Case Description: A previously healthy 27 year-old female was investigated for unilateral galactorrhea and change in menstrual pattern. She was not on any medications. Prolactin was found to be elevated at 165 ug/L (reference range < 24 ug/L). Screening investigations for other etiologies of menstrual dysregulation revealed very high DHEAS at >27.00 umol/L (reference range 2.68-9.23 umol/L). Patient had mild hirsutism with no other signs or symptoms of virilization. Menses occurred every 28-36 days. Additional investigations revealed: LH at 2.6 IU/L, FSH at 2 IU/L, 24h urine cortisol at 87 nmol/d, sex hormone binding globulin at 24 nmol/L, 17-Hydroxyprogesterone (17OHPreg) at 1.9 nmol/L and androstenedione (AnS) at 8.5 nmol/L, all within normal ranges. Total testosterone was elevated at 3.2 nmol/L (reference range < 2.0 nmol/L). Magnetic resonance imaging (MRI) of the abdomen noted unremarkable adrenals and ultrasound of ovaries was normal. MRI sella revealed a microadenoma consistent with prolactinoma and patient was started on cabergoline. Genetics assessment for STSD is pending.

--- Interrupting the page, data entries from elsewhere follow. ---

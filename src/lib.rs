pub mod clock;
pub mod error;
pub mod logging;

pub mod commands {
    pub mod preify;
}
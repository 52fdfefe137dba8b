//! Leveled diagnostics on stderr.

use clap::ValueEnum;
use tracing::level_filters::LevelFilter;
use tracing_subscriber::EnvFilter;

/// Verbosity accepted by `-L/--log-level`.
#[derive(Debug, Clone, Copy, PartialEq, Eq, Default, ValueEnum)]
pub enum LogLevel {
    Debug,
    Info,
    #[default]
    Warn,
    Error,
}

impl From<LogLevel> for LevelFilter {
    fn from(level: LogLevel) -> Self {
        match level {
            LogLevel::Debug => LevelFilter::DEBUG,
            LogLevel::Info => LevelFilter::INFO,
            LogLevel::Warn => LevelFilter::WARN,
            LogLevel::Error => LevelFilter::ERROR,
        }
    }
}

/// Installs the stderr subscriber. `RUST_LOG` directives, if any, are layered
/// on top of `level`.
///
/// Returns quietly when a global subscriber is already set.
pub fn init_logging(level: LogLevel) {
    let env_filter = EnvFilter::builder()
        .with_default_directive(LevelFilter::from(level).into())
        .from_env_lossy();

    let _ = tracing_subscriber::fmt()
        .with_env_filter(env_filter)
        .with_writer(std::io::stderr)
        .with_ansi(false)
        .with_target(false)
        .without_time()
        .try_init();
}
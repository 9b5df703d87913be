mod common;

use std::sync::Arc;

use common::*;
use serde_json::json;
use snapmover::adapters::simulated::mark_succeeded;
use snapmover::core::batching::BatchingController;
use snapmover::core::error::StoreError;
use snapmover::core::models::{BackupJob, JobRef, Phase, StoredObject};
use snapmover::core::reconciler::Reconciler;
use snapmover::core::registry::{KindRegistry, POD, REPLICATION_SOURCE, VOLUME_SNAPSHOT_CONTENT};
use snapmover::core::status;
use snapmover::core::store::{LabelSelector, ResourceStore, WatchEvent};
use snapmover::db::{self, SqliteStore};
use tempfile::TempDir;

async fn open(dir: &TempDir) -> SqliteStore {
    let conn = db::init(&dir.path().join("snapmover.db")).await.unwrap();
    SqliteStore::new(conn, Arc::new(KindRegistry::with_defaults()))
}

#[tokio::test]
async fn test_create_get_and_duplicate() {
    let dir = TempDir::new().unwrap();
    let store = open(&dir).await;

    let created = store
        .create(StoredObject::new("Pod", Some("ns"), "p").with_spec(json!({"image": "busybox"})))
        .await
        .unwrap();
    assert_eq!(created.metadata.resource_version, 1);
    assert!(created.metadata.creation_timestamp.is_some());

    let fetched = store.get(&POD, Some("ns"), "p").await.unwrap();
    assert_eq!(fetched, created);

    let err = store
        .create(StoredObject::new("Pod", Some("ns"), "p"))
        .await
        .unwrap_err();
    assert!(matches!(err, StoreError::AlreadyExists { .. }));
}

#[tokio::test]
async fn test_stale_update_conflicts() {
    let dir = TempDir::new().unwrap();
    let store = open(&dir).await;
    let created = store
        .create(StoredObject::new("Pod", Some("ns"), "p"))
        .await
        .unwrap();

    let mut first = created.clone();
    first.spec = json!({"a": 1});
    let updated = store.update(first).await.unwrap();
    assert_eq!(updated.metadata.resource_version, 2);

    let mut stale = created;
    stale.spec = json!({"a": 2});
    let err = store.update(stale).await.unwrap_err();
    assert!(matches!(err, StoreError::Conflict { .. }));
    assert_eq!(store.get(&POD, Some("ns"), "p").await.unwrap().spec["a"], 1);
}

#[tokio::test]
async fn test_status_and_spec_channels_are_separate() {
    let dir = TempDir::new().unwrap();
    let store = open(&dir).await;
    let created = store
        .create(StoredObject::new("Pod", Some("ns"), "p").with_spec(json!({"a": 1})))
        .await
        .unwrap();

    let mut status_write = created.clone();
    status_write.spec = json!({"a": 99});
    status_write.status = json!({"phase": "Running"});
    let after = store.update_status(status_write).await.unwrap();
    assert_eq!(after.spec["a"], 1);
    assert_eq!(after.status["phase"], "Running");

    let mut spec_write = after.clone();
    spec_write.status = json!({});
    spec_write.spec = json!({"a": 2});
    let after = store.update(spec_write).await.unwrap();
    assert_eq!(after.spec["a"], 2);
    assert_eq!(after.status["phase"], "Running");
}

#[tokio::test]
async fn test_delete_with_finalizer_marks_until_released() {
    let dir = TempDir::new().unwrap();
    let store = open(&dir).await;
    let mut obj = StoredObject::new("Pod", Some("ns"), "p");
    obj.metadata.finalizers.push("example.com/hold".into());
    store.create(obj).await.unwrap();

    store.delete(&POD, Some("ns"), "p").await.unwrap();
    let mut marked = store.get(&POD, Some("ns"), "p").await.unwrap();
    assert!(marked.metadata.is_deleting());

    marked.metadata.finalizers.clear();
    store.update(marked).await.unwrap();
    assert!(store.get(&POD, Some("ns"), "p").await.unwrap_err().is_not_found());
}

#[tokio::test]
async fn test_list_and_bulk_delete_by_selector() {
    let dir = TempDir::new().unwrap();
    let store = open(&dir).await;
    for (ns, name, owner) in [("a", "p1", "x"), ("a", "p2", "y"), ("b", "p3", "x")] {
        store
            .create(StoredObject::new("Pod", Some(ns), name).with_label("owner", owner))
            .await
            .unwrap();
    }
    assert_eq!(store.list(&POD, None).await.unwrap().len(), 3);
    assert_eq!(store.list(&POD, Some("a")).await.unwrap().len(), 2);

    let deleted = store
        .delete_all_of(&POD, Some("a"), &LabelSelector::matching("owner", "x"))
        .await
        .unwrap();
    assert_eq!(deleted, 1);
    let names: Vec<_> = store
        .list(&POD, None)
        .await
        .unwrap()
        .into_iter()
        .map(|o| o.metadata.name)
        .collect();
    assert_eq!(names.len(), 2);
    assert!(!names.contains(&"p1".to_string()));
}

#[tokio::test]
async fn test_cluster_scoped_kinds_drop_namespace() {
    let dir = TempDir::new().unwrap();
    let store = open(&dir).await;
    let created = store
        .create(StoredObject::new("VolumeSnapshotContent", Some("ignored"), "c"))
        .await
        .unwrap();
    assert_eq!(created.metadata.namespace, None);
    assert!(store.get(&VOLUME_SNAPSHOT_CONTENT, None, "c").await.is_ok());
}

#[tokio::test]
async fn test_watch_sees_writes() {
    let dir = TempDir::new().unwrap();
    let store = open(&dir).await;
    let mut rx = store.watch();
    store
        .create(StoredObject::new("Pod", Some("ns"), "p"))
        .await
        .unwrap();
    store.delete(&POD, Some("ns"), "p").await.unwrap();
    assert!(matches!(rx.recv().await.unwrap(), WatchEvent::Applied(_)));
    assert!(matches!(rx.recv().await.unwrap(), WatchEvent::Deleted(_)));
}

#[tokio::test]
async fn test_objects_survive_reopen() {
    let dir = TempDir::new().unwrap();
    {
        let store = open(&dir).await;
        store
            .create(StoredObject::new("Pod", Some("ns"), "p").with_label("owner", "x"))
            .await
            .unwrap();
    }
    let store = open(&dir).await;
    let obj = store.get(&POD, Some("ns"), "p").await.unwrap();
    assert_eq!(obj.label("owner"), Some("x"));
}

#[tokio::test]
async fn test_backup_lifecycle_on_sqlite() {
    let dir = TempDir::new().unwrap();
    let store: Arc<dyn ResourceStore> = Arc::new(open(&dir).await);
    let backups: Reconciler<BackupJob> =
        Reconciler::new(store.clone(), BatchingController::new(2), settings());

    seed_source(store.as_ref(), "b1-source").await;
    seed_secret(store.as_ref()).await;
    create(store.as_ref(), &backup_job("b1", "b1-source")).await;

    let key = JobRef::new(APP_NS, "b1");
    backups.reconcile(&key).await.unwrap();
    mark_succeeded(store.as_ref(), &REPLICATION_SOURCE, Some(PROTECTED_NS), "b1-rep-src")
        .await
        .unwrap();
    let action = backups.reconcile(&key).await.unwrap();
    assert_eq!(action.last_step, Some("settled"));

    let job = status::load::<BackupJob>(store.as_ref(), &key).await.unwrap().unwrap();
    assert_eq!(job.status.phase, Some(Phase::Completed));
    assert!(store.list(&POD, Some(PROTECTED_NS)).await.unwrap().is_empty());
}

Discussion: This patient’s significantly elevated DHEAS raised suspicion of possible ominous etiology such as adrenocortical carcinoma, which was fortunately excluded with normal imaging studies and benign clinical presentation. Other possible etiologies, such as congenital adrenal hyperplasia and polycystic ovarian syndrome, were also ruled out. A literature search revealed a similar case of female patient with DHEAS at 20.5 umol/L and otherwise unremarkable work up, and STSD was subsequently confirmed with genetic testing. Female carriers of STSD are rarely identified as they are asymptomatic. Our patient was only discovered incidentally, but a confirmed diagnosis may be useful for family planning. Male offspring can be affected with X-linked ichthyosis, which presents primarily with dark scaly skin, but can also be associated with corneal opacities and rarely cognitive deficits. Furthermore, placental STSD results in very low estradiol production which may hinder progression of labor. Today, this can be addressed with cesarean section but historically resulted in still birth at term. Overall, this condition is relatively benign but should be considered in the differential for elevated DHEAS.